Your task
Write out the whole listing word for word.

───── Source material ─────

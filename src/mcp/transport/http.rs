//! Stateless HTTP transport.
//!
//! - POST `/mcp` - one JSON-RPC message per request, handled in its own
//!   isolated session (see [`crate::mcp::isolation`])
//! - any other verb on `/mcp` - 405 with a JSON-RPC error body
//!
//! No session identifier is issued or honoured; every request is
//! self-contained. The listener binds loopback only.

use std::net::{Ipv4Addr, SocketAddr};
use std::sync::Arc;

use async_trait::async_trait;
use axum::body::Bytes;
use axum::extract::{DefaultBodyLimit, State};
use axum::http::{header, Method, StatusCode, Uri};
use axum::response::{IntoResponse, Response};
use axum::routing::post;
use axum::{Json, Router};
use tokio::net::TcpListener;
use tokio::sync::oneshot;
use tokio::task::JoinHandle;
use tracing::Instrument;

use super::{ConnectionInfo, Transport};
use crate::error::{RequestError, TransportError};
use crate::mcp::engine::ProtocolEngine;
use crate::mcp::events::{EventChannel, RequestRecord, ResponseRecord};
use crate::mcp::isolation::{Dispatch, RequestScope};
use crate::mcp::protocol::{JsonRpcError, OutgoingMessage};

/// Path the protocol endpoint is served on.
pub const MCP_PATH: &str = "/mcp";

/// Host name reported in [`ConnectionInfo::Http`].
const LOCAL_HOST: &str = "localhost";

/// Maximum request body size (4 MiB).
const MAX_BODY_SIZE: usize = 4 * 1024 * 1024;

/// Shared state handed to every request handler.
#[derive(Clone, Debug)]
pub struct HttpState {
    /// Engine requests are dispatched into.
    pub engine: Arc<ProtocolEngine>,
    /// Channel request events are emitted on.
    pub events: Arc<EventChannel>,
}

/// Builds the router serving [`MCP_PATH`].
pub fn router(state: HttpState) -> Router {
    Router::new()
        .route(MCP_PATH, post(handle_post).fallback(method_not_allowed))
        .layer(DefaultBodyLimit::max(MAX_BODY_SIZE))
        .with_state(state)
}

/// Loopback HTTP listener with graceful shutdown.
#[derive(Debug, Default)]
pub struct HttpTransport {
    port: Option<u16>,
    shutdown: Option<oneshot::Sender<()>>,
    task: Option<JoinHandle<std::io::Result<()>>>,
}

impl HttpTransport {
    /// Creates a transport binding `port`, or a free port when `None`.
    #[must_use]
    pub const fn new(port: Option<u16>) -> Self {
        Self {
            port,
            shutdown: None,
            task: None,
        }
    }
}

#[async_trait]
impl Transport for HttpTransport {
    async fn open(
        &mut self,
        engine: Arc<ProtocolEngine>,
        events: Arc<EventChannel>,
    ) -> Result<ConnectionInfo, TransportError> {
        if self.task.is_some() {
            return Err(TransportError::AlreadyOpen);
        }

        // Port 0 lets the OS pick a free ephemeral port.
        let addr = SocketAddr::from((Ipv4Addr::LOCALHOST, self.port.unwrap_or(0)));
        let listener = TcpListener::bind(addr)
            .await
            .map_err(|source| TransportError::Bind { addr, source })?;
        let bound = listener
            .local_addr()
            .map_err(|source| TransportError::Bind { addr, source })?;

        let app = router(HttpState { engine, events });
        let (shutdown_tx, shutdown_rx) = oneshot::channel::<()>();
        let server = axum::serve(listener, app).with_graceful_shutdown(async move {
            let _ = shutdown_rx.await;
        });

        self.task = Some(tokio::spawn(
            async move { server.await }.instrument(tracing::Span::current()),
        ));
        self.shutdown = Some(shutdown_tx);

        tracing::info!(
            port = bound.port(),
            "MCP server listening on http://{LOCAL_HOST}:{}{MCP_PATH}",
            bound.port()
        );

        Ok(ConnectionInfo::Http {
            host: LOCAL_HOST.to_string(),
            port: bound.port(),
        })
    }

    async fn close(&mut self) -> Result<(), TransportError> {
        let Some(task) = self.task.take() else {
            return Err(TransportError::AlreadyClosed);
        };

        if let Some(shutdown) = self.shutdown.take() {
            let _ = shutdown.send(());
        }

        task.await
            .map_err(|e| TransportError::Task(e.to_string()))?
            .map_err(TransportError::Serve)?;

        tracing::debug!("HTTP transport closed");
        Ok(())
    }
}

impl Drop for HttpTransport {
    fn drop(&mut self) {
        if let Some(task) = self.task.take() {
            task.abort();
        }
    }
}

async fn handle_post(State(state): State<HttpState>, uri: Uri, body: Bytes) -> Response {
    let text = std::str::from_utf8(&body);
    let record = RequestRecord::new(
        Method::POST.as_str(),
        uri.path(),
        String::from_utf8_lossy(&body),
    );
    let mut scope = RequestScope::begin(record, Arc::clone(&state.events));

    let outcome = match text {
        Ok(_) => scope.dispatch(&state.engine),
        Err(e) => {
            tracing::debug!(request = %scope.request().id, error = %e, "Request body is not UTF-8");
            Ok(Dispatch::Reply(JsonRpcError::parse_error().into()))
        }
    };

    let (status, body) = match outcome.and_then(encode) {
        Ok(encoded) => encoded,
        Err(error) => {
            tracing::warn!(request = %scope.request().id, error = %error, "Request failed");
            let body = scope
                .fail(&error)
                .then(|| serde_json::to_string(&JsonRpcError::internal_server_error()).ok())
                .flatten();
            (StatusCode::INTERNAL_SERVER_ERROR, body)
        }
    };

    scope.respond(ResponseRecord {
        status: status.as_u16(),
        body: body.clone(),
    });
    scope.finish();

    match body {
        Some(body) => (status, [(header::CONTENT_TYPE, "application/json")], body).into_response(),
        None => status.into_response(),
    }
}

fn encode(dispatch: Dispatch) -> Result<(StatusCode, Option<String>), RequestError> {
    match dispatch {
        Dispatch::Accepted => Ok((StatusCode::ACCEPTED, None)),
        Dispatch::Reply(message) => {
            let status = match &message {
                OutgoingMessage::Error(error) if error.is_malformed_input() => {
                    StatusCode::BAD_REQUEST
                }
                _ => StatusCode::OK,
            };
            Ok((status, Some(serde_json::to_string(&message)?)))
        }
    }
}

async fn method_not_allowed(method: Method) -> Response {
    tracing::debug!(%method, "Rejecting unsupported method on {MCP_PATH}");
    (
        StatusCode::METHOD_NOT_ALLOWED,
        [(header::ALLOW, "POST")],
        Json(JsonRpcError::method_not_allowed()),
    )
        .into_response()
}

─────

Result of this task
filename src/mcp/transport/http.rs
//! Stateless HTTP transport.
//!
//! - POST `/mcp` - one JSON-RPC message per request, handled in its own
//!   isolated session (see [`crate::mcp::isolation`])
//! - any other verb on `/mcp` - 405 with a JSON-RPC error body
//!
//! No session identifier is issued or honoured; every request is
//! self-contained. The listener binds loopback only.

use std::net::{Ipv4Addr, SocketAddr};
use std::sync::Arc;

use async_trait::async_trait;
use axum::body::Bytes;
use axum::extract::{DefaultBodyLimit, State};
use axum::http::{header, Method, StatusCode, Uri};
use axum::response::{IntoResponse, Response};
use axum::routing::post;
use axum::{Json, Router};
use tokio::net::TcpListener;
use tokio::sync::oneshot;
use tokio::task::JoinHandle;
use tracing::Instrument;

use super::{ConnectionInfo, Transport};
use crate::error::{RequestError, TransportError};
use crate::mcp::engine::ProtocolEngine;
use crate::mcp::events::{EventChannel, RequestRecord, ResponseRecord};
use crate::mcp::isolation::{Dispatch, RequestScope};
use crate::mcp::protocol::{JsonRpcError, OutgoingMessage};

/// Path the protocol endpoint is served on.
pub const MCP_PATH: &str = "/mcp";

/// Host name reported in [`ConnectionInfo::Http`].
const LOCAL_HOST: &str = "localhost";

/// Maximum request body size (4 MiB).
const MAX_BODY_SIZE: usize = 4 * 1024 * 1024;

/// Shared state handed to every request handler.
#[derive(Clone, Debug)]
pub struct HttpState {
    /// Engine requests are dispatched into.
    pub engine: Arc<ProtocolEngine>,
    /// Channel request events are emitted on.
    pub events: Arc<EventChannel>,
}

/// Builds the router serving [`MCP_PATH`].
pub fn router(state: HttpState) -> Router {
    Router::new()
        .route(MCP_PATH, post(handle_post).fallback(method_not_allowed))
        .layer(DefaultBodyLimit::max(MAX_BODY_SIZE))
        .with_state(state)
}

/// Loopback HTTP listener with graceful shutdown.
#[derive(Debug, Default)]
pub struct HttpTransport {
    port: Option<u16>,
    shutdown: Option<oneshot::Sender<()>>,
    task: Option<JoinHandle<std::io::Result<()>>>,
}

impl HttpTransport {
    /// Creates a transport binding `port`, or a free port when `None`.
    #[must_use]
    pub const fn new(port: Option<u16>) -> Self {
        Self {
            port,
            shutdown: None,
            task: None,
        }
    }
}

#[async_trait]
impl Transport for HttpTransport {
    async fn open(
        &mut self,
        engine: Arc<ProtocolEngine>,
        events: Arc<EventChannel>,
    ) -> Result<ConnectionInfo, TransportError> {
        if self.task.is_some() {
            return Err(TransportError::AlreadyOpen);
        }

        // Port 0 lets the OS pick a free ephemeral port.
        let addr = SocketAddr::from((Ipv4Addr::LOCALHOST, self.port.unwrap_or(0)));
        let listener = TcpListener::bind(addr)
            .await
            .map_err(|source| TransportError::Bind { addr, source })?;
        let bound = listener
            .local_addr()
            .map_err(|source| TransportError::Bind { addr, source })?;

        let app = router(HttpState { engine, events });
        let (shutdown_tx, shutdown_rx) = oneshot::channel::<()>();
        let server = axum::serve(listener, app).with_graceful_shutdown(async move {
            let _ = shutdown_rx.await;
        });

        self.task = Some(tokio::spawn(
            async move { server.await }.instrument(tracing::Span::current()),
        ));
        self.shutdown = Some(shutdown_tx);

        tracing::info!(
            port = bound.port(),
            "MCP server listening on http://{LOCAL_HOST}:{}{MCP_PATH}",
            bound.port()
        );

        Ok(ConnectionInfo::Http {
            host: LOCAL_HOST.to_string(),
            port: bound.port(),
        })
    }

    async fn close(&mut self) -> Result<(), TransportError> {
        let Some(task) = self.task.take() else {
            return Err(TransportError::AlreadyClosed);
        };

        if let Some(shutdown) = self.shutdown.take() {
            let _ = shutdown.send(());
        }

        task.await
            .map_err(|e| TransportError::Task(e.to_string()))?
            .map_err(TransportError::Serve)?;

        tracing::debug!("HTTP transport closed");
        Ok(())
    }
}

impl Drop for HttpTransport {
    fn drop(&mut self) {
        if let Some(task) = self.task.take() {
            task.abort();
        }
    }
}

async fn handle_post(State(state): State<HttpState>, uri: Uri, body: Bytes) -> Response {
    let text = std::str::from_utf8(&body);
    let record = RequestRecord::new(
        Method::POST.as_str(),
        uri.path(),
        String::from_utf8_lossy(&body),
    );
    let mut scope = RequestScope::begin(record, Arc::clone(&state.events));

    let outcome = match text {
        Ok(_) => scope.dispatch(&state.engine),
        Err(e) => {
            tracing::debug!(request = %scope.request().id, error = %e, "Request body is not UTF-8");
            Ok(Dispatch::Reply(JsonRpcError::parse_error().into()))
        }
    };

    let (status, body) = match outcome.and_then(encode) {
        Ok(encoded) => encoded,
        Err(error) => {
            tracing::warn!(request = %scope.request().id, error = %error, "Request failed");
            let body = scope
                .fail(&error)
                .then(|| serde_json::to_string(&JsonRpcError::internal_server_error()).ok())
                .flatten();
            (StatusCode::INTERNAL_SERVER_ERROR, body)
        }
    };

    scope.respond(ResponseRecord {
        status: status.as_u16(),
        body: body.clone(),
    });
    scope.finish();

    match body {
        Some(body) => (status, [(header::CONTENT_TYPE, "application/json")], body).into_response(),
        None => status.into_response(),
    }
}

fn encode(dispatch: Dispatch) -> Result<(StatusCode, Option<String>), RequestError> {
    match dispatch {
        Dispatch::Accepted => Ok((StatusCode::ACCEPTED, None)),
        Dispatch::Reply(message) => {
            let status = match &message {
                OutgoingMessage::Error(error) if error.is_malformed_input() => {
                    StatusCode::BAD_REQUEST
                }
                _ => StatusCode::OK,
            };
            Ok((status, Some(serde_json::to_string(&message)?)))
        }
    }
}

async fn method_not_allowed(method: Method) -> Response {
    tracing::debug!(%method, "Rejecting unsupported method on {MCP_PATH}");
    (
        StatusCode::METHOD_NOT_ALLOWED,
        [(header::ALLOW, "POST")],
        Json(JsonRpcError::method_not_allowed()),
    )
        .into_response()
}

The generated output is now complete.